Tell me it isn’t so.

Except for sociopaths, in our heads we all live in a community of other people.

So now, what is success?

Is it one where each person sees the others as a springboard to success?

Is it one where each person does not care about whether the others are successful – except insofar as a lack of success by others endangers or helps the individual’s chance of success?

Is it one where success means a common success?

A common success means each person feels that success is only success when everyone succeeds. It means each person feels responsible for everyone else. And together they all have each other’s backs, so to speak.

Are we any good at community? Why should we be when the arc of human development over the past centuries has been for all of us to search for and find our individual voice. We may be polite, accommodating, civil, or rapacious and grasping – with all shades in between – but in truth we are all elbowing our way forward in the stream. If we fall behind we think we are failures.

And how has it all being working out?

We tried a big man in the sky and that kept us united under one roof for a while. But then some people invented an authority structure and the churches and the kings and those on top made everyone else feel like they were bound in place rather than enjoying the drumbeat of life. And in truth, how easily could we cope with true equality when each of us would have to expose our feelings and build on that?

How many of us would rather hang on the coat-tails of others with more drive and settle in place for the duration without making too much of a fuss?

Now we, or at least Google and Facebook, have access to big data from which we learn that our precious individuality is in large part a mirage. We are predictable. We give off signals all the time.

Did you hear the story of how one American company sent out coupons for items it thought its customers would be interested in. The company then had to apologise because it knew more accurately when a woman was pregnant than she herself did. Or the company sent out relevant coupons before the wife had told the husband. And this was maybe ten years ago. We leave such a trail of data points that we have become exposed for the predictable creatures we are.

So where is our individuality that we guard so preciously?

When my choice is between pain and pleasure for me, I am like a bull with a ring through its nose sniffing out the good stuff and avoiding the bad.
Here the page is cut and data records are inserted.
use crate::cards::Card;

/// Value frequencies of a five-card hand, sorted by (count desc, value desc).
///
/// Example: AAAKQ groups as [(14, 3), (13, 1), (12, 1)]
#[derive(Debug, Clone, PartialEq, Eq)]
pub struct RankGroups {
    groups: Vec<(u8, u8)>,
}

impl RankGroups {
    pub fn of(cards: &[Card; 5]) -> Self {
        let mut counts = [0u8; 15];
        for c in cards {
            counts[c.value() as usize] += 1;
        }
        let mut groups: Vec<(u8, u8)> =
            (2u8..=14).filter(|&v| counts[v as usize] > 0).map(|v| (v, counts[v as usize])).collect();
        groups.sort_by(|a, b| b.1.cmp(&a.1).then(b.0.cmp(&a.0)));
        Self { groups }
    }

    /// Highest frequency of any value.
    pub fn max_count(&self) -> u8 {
        self.groups.first().map_or(0, |&(_, c)| c)
    }

    /// Value of the first group with exactly `count` cards.
    pub fn value_with_count(&self, count: u8) -> Option<u8> {
        self.groups.iter().find(|(_, c)| *c == count).map(|(v, _)| *v)
    }

    /// Paired values, highest first.
    pub fn pairs(&self) -> Vec<u8> {
        self.groups.iter().filter(|(_, c)| *c == 2).map(|(v, _)| *v).collect()
    }

    pub fn is_full_house(&self) -> bool {
        self.value_with_count(3).is_some() && self.value_with_count(2).is_some()
    }
}
use std::hint::black_box;

use criterion::{criterion_group, criterion_main, BenchmarkId, Criterion};
use holdem_round::cards::{parse_cards, Card};
use holdem_round::deck::Deck;
use holdem_round::evaluator::{best_hand, get_rank};

fn five(s: &str) -> [Card; 5] {
    let v = parse_cards(s).expect("bench hands are valid");
    [v[0], v[1], v[2], v[3], v[4]]
}

fn bench_get_rank(c: &mut Criterion) {
    let mut g = c.benchmark_group("get_rank");
    for (name, cards) in [
        ("high_card", "Ah Kd 7s 5c 2d"),
        ("full_house", "2s 2h 2d 5c 5d"),
        ("wheel", "As 2h 3d 4c 5s"),
        ("royal_flush", "Ts Js Qs Ks As"),
    ] {
        let hand = five(cards);
        g.bench_with_input(BenchmarkId::from_parameter(name), &hand, |b, input| {
            b.iter(|| get_rank(black_box(input)))
        });
    }
    g.finish();
}

fn bench_best_hand(c: &mut Criterion) {
    let mut g = c.benchmark_group("best_hand");
    let deck = Deck::standard().shuffled_seeded(2024);
    for n in 5..=7 {
        let cards = &deck.as_slice()[..n];
        g.bench_with_input(BenchmarkId::new("cards", n), cards, |b, input| {
            b.iter(|| best_hand(black_box(input)))
        });
    }
    g.finish();
}

criterion_group!(benches, bench_get_rank, bench_best_hand);
criterion_main!(benches);
use clap::Parser;
use holdem_round::agents::{AgentTable, RandomAgent};
use holdem_round::config::TableConfig;
use holdem_round::events::{EventKind, TableEvent, TableObserver};
use holdem_round::round::RoundController;
use rand::SeedableRng;
use rand_chacha::ChaCha8Rng;
use std::process::ExitCode;
use tracing_subscriber::EnvFilter;

/// Play seeded hands between random agents and log what happens.
#[derive(Debug, Parser)]
#[command(name = "holdem", version)]
struct Args {
    /// Number of seats (2-8)
    #[arg(short, long, default_value_t = 3)]
    players: usize,
    /// Starting chips per player
    #[arg(short, long, default_value_t = 1000)]
    chips: u64,
    #[arg(long, default_value_t = 5)]
    small_blind: u64,
    #[arg(long, default_value_t = 10)]
    big_blind: u64,
    /// Hands to play; stops early when one player has every chip
    #[arg(long, default_value_t = 10)]
    hands: u64,
    /// Seed for shuffling and agent decisions
    #[arg(short, long, default_value_t = 42)]
    seed: u64,
}

/// Logs the presentation events as they arrive.
struct LogObserver;

impl TableObserver for LogObserver {
    fn on_event(&mut self, event: &TableEvent) {
        let snap = &event.snapshot;
        match &event.kind {
            EventKind::CommunityDealt { .. } => {
                let board: Vec<String> = snap.community.iter().map(|c| c.pretty()).collect();
                tracing::info!("{}: {} (pot {})", snap.phase, board.join(" "), snap.pot);
            }
            EventKind::PlayerActed { player, action } => {
                tracing::info!("{player} {action}");
            }
            EventKind::Showdown { hands } => {
                for (id, hand) in hands {
                    tracing::info!("{id} shows {hand}");
                }
            }
            EventKind::PotAwarded { winner, amount, .. } => {
                let stacks: Vec<String> =
                    snap.players.iter().map(|p| format!("{}={}", p.name, p.chips)).collect();
                tracing::info!("{winner} wins {amount}; stacks {}", stacks.join(", "));
            }
            _ => {}
        }
    }
}

fn init_logging() {
    let filter = EnvFilter::try_from_default_env().unwrap_or_else(|_| EnvFilter::new("info"));
    tracing_subscriber::fmt().with_env_filter(filter).with_target(false).init();
}

fn run(args: &Args) -> Result<(), Box<dyn std::error::Error>> {
    let config = TableConfig::default()
        .with_player_count(args.players)
        .with_starting_chips(args.chips)
        .with_blinds(args.small_blind, args.big_blind);
    let mut table = RoundController::new(config)?;
    let mut agents = table.players().iter().fold(AgentTable::new(), |t, p| {
        let seed = args.seed.wrapping_add(p.id().0 as u64 + 1);
        t.with_agent(p.id(), RandomAgent::seeded(seed))
    });
    let mut rng = ChaCha8Rng::seed_from_u64(args.seed);

    for _ in 0..args.hands {
        if table.players().len() < 2 {
            break;
        }
        table.play_hand(&mut rng, &mut agents, &mut LogObserver)?;
        for p in table.remove_busted() {
            agents.remove(p.id());
        }
    }
    tracing::info!("played {} hands, holdem-round {}", table.hands_played(), holdem_round::VERSION);
    Ok(())
}

fn main() -> ExitCode {
    init_logging();
    let args = Args::parse();
    match run(&args) {
        Ok(()) => ExitCode::SUCCESS,
        Err(err) => {
            tracing::error!("Error: {err}");
            ExitCode::FAILURE
        }
    }
}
And what does that mean? It means that the choices before me are like a prison that hems me in. I choose between the possible. Follow my trail over the years, and you will know me.

So, success – is my success even mine?

To find the success you want, be among the people who inspire you.

Why Do You Write

Why do you write?

Yes, why? A quote (can’t recall from whom) came to mind about why do I photograph? It went something along the lines of ‘to see what the photograph looks like’. There’s something of that in writing – that when the writing is on the page it tells me something that is different that just replaying the subject in my head.

The act of writing reveals the writer – I think that is a quote from an author. And it must be true and it rings true with me. And that’s another side of writing – like stand-up comedy – there is no faking it. As someone pointed out. you can pretend to be serious or sad or happy – but you can’t pretend to be funny.

Funny is a communication that depends on both parties – so once you have written something, you have declared yourself. sure, you have said what you like and don’t like. But you have also said what you are like – you, in yourself. And that’s risky – like stand-up comedy. So it is exhilarating and that’s worth the price of admission.

Joy In Life

The prompt for Bloganuary is ‘What brings you joy in life?

Some observations:

The things that are supposed to bring the deepest joy are hard work. Things we are drawn to are of two kinds – those of which we are ashamed, and those of which we are not ashamed. Some are just plain problematic, more so for some than others, but obviously a big factor for nearly everyone is sex.

In an age of plenty in the developed nations, food and the relationship with it is a problem. Isn’t it hilarious that many people go into a supermarket looking at the food like it is going to do them harm? Indulge at your peril.